* **Problem statement**:
What is the count of lines in the records that include "const"? Reply with that number alone.
──────── Data shown ────────
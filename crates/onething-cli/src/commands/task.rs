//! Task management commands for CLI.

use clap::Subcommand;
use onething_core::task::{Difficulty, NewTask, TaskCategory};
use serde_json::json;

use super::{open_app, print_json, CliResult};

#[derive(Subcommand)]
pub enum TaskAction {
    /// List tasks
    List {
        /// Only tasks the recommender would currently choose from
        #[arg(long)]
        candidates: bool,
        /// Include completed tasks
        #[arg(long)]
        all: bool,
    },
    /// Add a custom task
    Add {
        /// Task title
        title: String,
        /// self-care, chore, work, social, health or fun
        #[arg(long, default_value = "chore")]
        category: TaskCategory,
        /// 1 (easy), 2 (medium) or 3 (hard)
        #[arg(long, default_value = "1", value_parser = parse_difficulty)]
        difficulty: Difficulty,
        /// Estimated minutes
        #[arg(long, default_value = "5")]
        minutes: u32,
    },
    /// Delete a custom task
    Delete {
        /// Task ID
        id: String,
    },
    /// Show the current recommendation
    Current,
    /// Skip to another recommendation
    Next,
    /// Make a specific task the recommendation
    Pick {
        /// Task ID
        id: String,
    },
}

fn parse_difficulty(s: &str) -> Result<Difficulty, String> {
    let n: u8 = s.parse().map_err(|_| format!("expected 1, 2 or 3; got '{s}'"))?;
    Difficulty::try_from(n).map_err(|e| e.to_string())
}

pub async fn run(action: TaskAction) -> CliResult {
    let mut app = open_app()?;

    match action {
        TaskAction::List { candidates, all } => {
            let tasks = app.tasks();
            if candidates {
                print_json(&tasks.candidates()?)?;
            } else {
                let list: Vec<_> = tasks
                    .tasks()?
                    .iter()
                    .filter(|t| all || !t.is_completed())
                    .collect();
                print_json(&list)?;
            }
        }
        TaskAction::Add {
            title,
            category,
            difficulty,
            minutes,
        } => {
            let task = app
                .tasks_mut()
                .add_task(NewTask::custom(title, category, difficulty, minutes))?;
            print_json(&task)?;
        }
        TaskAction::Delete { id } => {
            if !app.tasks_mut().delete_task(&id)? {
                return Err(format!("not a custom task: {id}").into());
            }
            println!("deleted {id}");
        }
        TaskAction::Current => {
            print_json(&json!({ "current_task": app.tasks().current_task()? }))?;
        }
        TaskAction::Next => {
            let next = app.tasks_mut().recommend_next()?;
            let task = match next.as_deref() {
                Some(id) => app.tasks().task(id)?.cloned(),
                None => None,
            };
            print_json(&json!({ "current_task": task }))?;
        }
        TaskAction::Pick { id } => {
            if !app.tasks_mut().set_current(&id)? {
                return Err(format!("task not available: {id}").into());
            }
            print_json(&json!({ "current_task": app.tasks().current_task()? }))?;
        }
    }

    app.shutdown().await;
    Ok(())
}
────────
──────── Data shown ────────
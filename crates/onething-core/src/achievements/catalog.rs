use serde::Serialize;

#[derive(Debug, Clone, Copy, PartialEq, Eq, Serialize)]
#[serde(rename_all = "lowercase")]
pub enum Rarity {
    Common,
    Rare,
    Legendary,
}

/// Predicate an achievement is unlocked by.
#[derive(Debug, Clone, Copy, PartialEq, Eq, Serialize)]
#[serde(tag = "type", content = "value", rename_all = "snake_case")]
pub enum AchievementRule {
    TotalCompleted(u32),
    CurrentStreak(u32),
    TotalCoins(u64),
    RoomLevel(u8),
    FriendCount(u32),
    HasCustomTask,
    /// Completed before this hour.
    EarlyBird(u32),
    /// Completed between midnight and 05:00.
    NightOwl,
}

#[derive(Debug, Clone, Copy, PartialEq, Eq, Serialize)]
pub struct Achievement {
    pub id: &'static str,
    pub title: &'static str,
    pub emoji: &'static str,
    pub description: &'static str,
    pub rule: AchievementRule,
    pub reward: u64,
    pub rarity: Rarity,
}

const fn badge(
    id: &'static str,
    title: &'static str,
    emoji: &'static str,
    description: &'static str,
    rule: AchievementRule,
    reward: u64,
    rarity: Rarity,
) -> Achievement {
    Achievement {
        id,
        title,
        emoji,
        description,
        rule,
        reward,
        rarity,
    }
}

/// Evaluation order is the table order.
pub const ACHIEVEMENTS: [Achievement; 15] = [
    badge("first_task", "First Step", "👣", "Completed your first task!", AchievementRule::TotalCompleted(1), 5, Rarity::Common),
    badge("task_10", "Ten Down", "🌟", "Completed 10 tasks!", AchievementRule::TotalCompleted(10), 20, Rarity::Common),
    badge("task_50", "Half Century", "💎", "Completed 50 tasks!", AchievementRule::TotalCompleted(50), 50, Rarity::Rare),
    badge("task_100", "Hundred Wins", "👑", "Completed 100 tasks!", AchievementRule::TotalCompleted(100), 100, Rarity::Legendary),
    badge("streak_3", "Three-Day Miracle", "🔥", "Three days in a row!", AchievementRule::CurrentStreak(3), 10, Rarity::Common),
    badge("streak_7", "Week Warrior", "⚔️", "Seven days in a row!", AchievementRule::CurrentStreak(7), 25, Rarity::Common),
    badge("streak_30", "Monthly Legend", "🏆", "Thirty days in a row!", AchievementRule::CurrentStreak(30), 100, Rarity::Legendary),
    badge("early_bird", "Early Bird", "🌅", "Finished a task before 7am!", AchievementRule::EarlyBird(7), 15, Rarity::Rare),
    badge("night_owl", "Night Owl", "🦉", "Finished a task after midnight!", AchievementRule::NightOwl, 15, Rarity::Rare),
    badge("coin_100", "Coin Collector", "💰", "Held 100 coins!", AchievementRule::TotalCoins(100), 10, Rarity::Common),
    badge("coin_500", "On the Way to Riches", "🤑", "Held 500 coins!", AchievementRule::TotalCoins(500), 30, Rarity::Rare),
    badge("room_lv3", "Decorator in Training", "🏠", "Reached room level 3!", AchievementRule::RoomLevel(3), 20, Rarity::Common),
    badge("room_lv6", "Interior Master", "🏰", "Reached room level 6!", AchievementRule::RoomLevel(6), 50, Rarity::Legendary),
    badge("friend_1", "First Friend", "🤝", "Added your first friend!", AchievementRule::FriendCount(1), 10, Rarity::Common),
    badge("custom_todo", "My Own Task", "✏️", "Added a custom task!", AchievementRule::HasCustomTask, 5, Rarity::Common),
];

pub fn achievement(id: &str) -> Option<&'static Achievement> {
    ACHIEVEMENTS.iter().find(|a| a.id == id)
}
────────
* **Response for this exercise**:
2